The Anglo-Dutch company also reported a sharp rise in cash generation, in a further sign that cost savings since the 2014 downturn are filtering into its operations.
"We delivered on our promises for the year, including the completion of the $30 billion divestment programme and starting up key growth projects while maintaining discipline on capital investment," Chief Executive Officer Ben van Beurden said in a statement.
"We will continue with a strong delivery focus in 2019, with a disciplined approach to capital investment and growing both our cash flow and returns," he added.

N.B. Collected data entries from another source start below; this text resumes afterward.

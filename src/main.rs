mod config;
mod delivery;
mod domain;
mod repository;
mod telemetry;
mod usecase;

use std::sync::Arc;
use std::time::Duration;

use axum::{
    Router,
    extract::State,
    middleware,
    routing::{get, post, put},
};
use metrics_exporter_prometheus::{PrometheusBuilder, PrometheusHandle};
use tower_http::trace::TraceLayer;
use tracing_subscriber::EnvFilter;

use crate::delivery::http::v1::follows::{follow_user, unfollow_user};
use crate::delivery::http::v1::likes::{like_post, unlike_post};
use crate::delivery::http::v1::middleware::auth_middleware;
use crate::delivery::http::v1::notifications::{
    delete_notification, get_notification, get_unread_count, list_notifications, mark_all_as_read, mark_as_read,
};
use crate::delivery::http::v1::profile::{get_own_profile, get_user_profile};
use crate::delivery::http::v1::ws::notifications_ws;
use crate::repository::postgres::{
    PostgresFollowRepository, PostgresLikeRepository, PostgresNotificationRepository, PostgresPostRepository,
    PostgresUserRepository, create_pool,
};
use crate::usecase::connections::ConnectionRegistry;
use crate::usecase::delivery::NotificationDispatcher;
use crate::usecase::follows::FollowsUseCase;
use crate::usecase::jwt::JwtService;
use crate::usecase::likes::LikesUseCase;
use crate::usecase::notifications::NotificationsUseCase;
use crate::usecase::profile::ProfileUseCase;

pub struct AppState {
    pub notifications_usecase: NotificationsUseCase<PostgresNotificationRepository>,
    pub likes_usecase: LikesUseCase<PostgresLikeRepository, PostgresPostRepository>,
    pub follows_usecase: FollowsUseCase<PostgresFollowRepository, PostgresUserRepository>,
    pub profile_usecase: ProfileUseCase<PostgresUserRepository, PostgresPostRepository, PostgresFollowRepository>,
    pub registry: Arc<ConnectionRegistry>,
    pub jwt_service: JwtService,
    pub metrics_handle: PrometheusHandle,
    pub realtime_ping_interval: Option<Duration>,
}

#[tokio::main]
async fn main() -> anyhow::Result<()> {
    let config = config::AppConfig::from_env()?;

    let env_filter = EnvFilter::try_from_default_env().unwrap_or_else(|_| EnvFilter::new("info"));

    // Held until the end of main so buffered spans are flushed on exit.
    let _telemetry_guard = if config.telemetry_enabled {
        let telemetry_config = telemetry::TelemetryConfig::from(&config);
        let guard = telemetry::init_telemetry_with_subscriber(&telemetry_config, env_filter)
            .map_err(|e| anyhow::anyhow!("failed to initialize telemetry: {e}"))?;
        Some(guard)
    } else {
        telemetry::init_subscriber_without_telemetry(env_filter);
        None
    };

    tracing::info!("starting the social service");

    let metrics_handle = PrometheusBuilder::new().install_recorder()?;
    metrics_process::Collector::default().describe();
    tracing::info!("prometheus metrics initialized");

    tracing::info!(
        telemetry_enabled = config.telemetry_enabled,
        realtime_buffer_size = config.realtime_buffer_size,
        realtime_max_sessions_per_user = config.realtime_max_sessions_per_user,
        "config loaded"
    );

    let pool = create_pool(&config.database_url, config.database_max_connections).await?;
    tracing::info!("database pool created");

    sqlx::migrate!().run(&pool).await?;
    tracing::info!("database migrations applied");

    let user_repository = PostgresUserRepository::new(pool.clone());
    let post_repository = PostgresPostRepository::new(pool.clone());
    let follow_repository = PostgresFollowRepository::new(pool.clone());

    let registry = Arc::new(ConnectionRegistry::new(config.registry_settings()));
    let dispatcher = NotificationDispatcher::new(Arc::clone(&registry));

    let shared_state = Arc::new(AppState {
        notifications_usecase: NotificationsUseCase::new(PostgresNotificationRepository::new(pool.clone()), dispatcher),
        likes_usecase: LikesUseCase::new(PostgresLikeRepository::new(pool), post_repository.clone()),
        follows_usecase: FollowsUseCase::new(follow_repository.clone(), user_repository.clone()),
        profile_usecase: ProfileUseCase::new(user_repository, post_repository, follow_repository),
        registry,
        jwt_service: JwtService::new(config.jwt_secret.clone()),
        metrics_handle,
        realtime_ping_interval: config.ping_interval(),
    });

    let api = Router::new()
        .route("/api/v1/notifications", get(list_notifications))
        .route("/api/v1/notifications/unread-count", get(get_unread_count))
        .route("/api/v1/notifications/read-all", put(mark_all_as_read))
        .route(
            "/api/v1/notifications/{id}",
            get(get_notification).delete(delete_notification),
        )
        .route("/api/v1/notifications/{id}/read", put(mark_as_read))
        .route("/api/v1/posts/{id}/like", post(like_post).delete(unlike_post))
        .route("/api/v1/users/{id}/follow", post(follow_user).delete(unfollow_user))
        .route("/api/v1/users/{id}/profile", get(get_user_profile))
        .route("/api/v1/profile", get(get_own_profile))
        .layer(middleware::from_fn_with_state(
            shared_state.clone(),
            auth_middleware,
        ));

    // The WebSocket route authenticates itself before upgrading.
    let realtime = Router::new().route("/api/v1/notifications/ws", get(notifications_ws));

    let router = Router::new()
        .route("/healthz", get(healthz))
        .route("/metrics", get(render_metrics))
        .merge(api)
        .merge(realtime)
        .layer(TraceLayer::new_for_http())
        .with_state(shared_state);

    let listener = tokio::net::TcpListener::bind(&config.bind_addr).await?;
    tracing::info!(bind_addr = %config.bind_addr, "social service running");
    axum::serve(listener, router)
        .with_graceful_shutdown(shutdown_signal())
        .await?;

    tracing::info!("social service stopped");
    Ok(())
}

async fn shutdown_signal() {
    if let Err(e) = tokio::signal::ctrl_c().await {
        tracing::error!(error = %e, "failed to listen for shutdown signal");
        std::future::pending::<()>().await;
    }
    tracing::info!("shutdown signal received");
}

async fn render_metrics(State(state): State<Arc<AppState>>) -> String {
    metrics_process::Collector::default().collect();
    metrics::gauge!("realtime_connected_users").set(state.registry.connected_users() as f64);
    state.metrics_handle.render()
}

#[tracing::instrument]
async fn healthz() -> &'static str {
    "OK"
}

Shell's 2018 profits rose 36 percent to $21.4 billion, beating the $20.98 billion in a company-provided forecast.
In the fourth quarter net income attributable to shareholders, based on a current cost of supplies (CCS) and excluding identified items, rose 32 percent to $5.69 billion as cost cuts filtered through.
That topped a company-provided forecast of $5.28 billion for the quarter.
Oil and gas production in the year rose slightly to 3.666 million barrels of oil equivalent per day as new fields that came online offset the effect of disposals.
Shell's cash flow from operations in the fourth quarter rose to $22 billion, boosted by a $9 billion working capital movement, which brought the annual figure to $53 billion.
Free cash flow -- cash available to pay for dividends and share buybacks -- rose to $39.4 billion from $27.6 billion in 2017.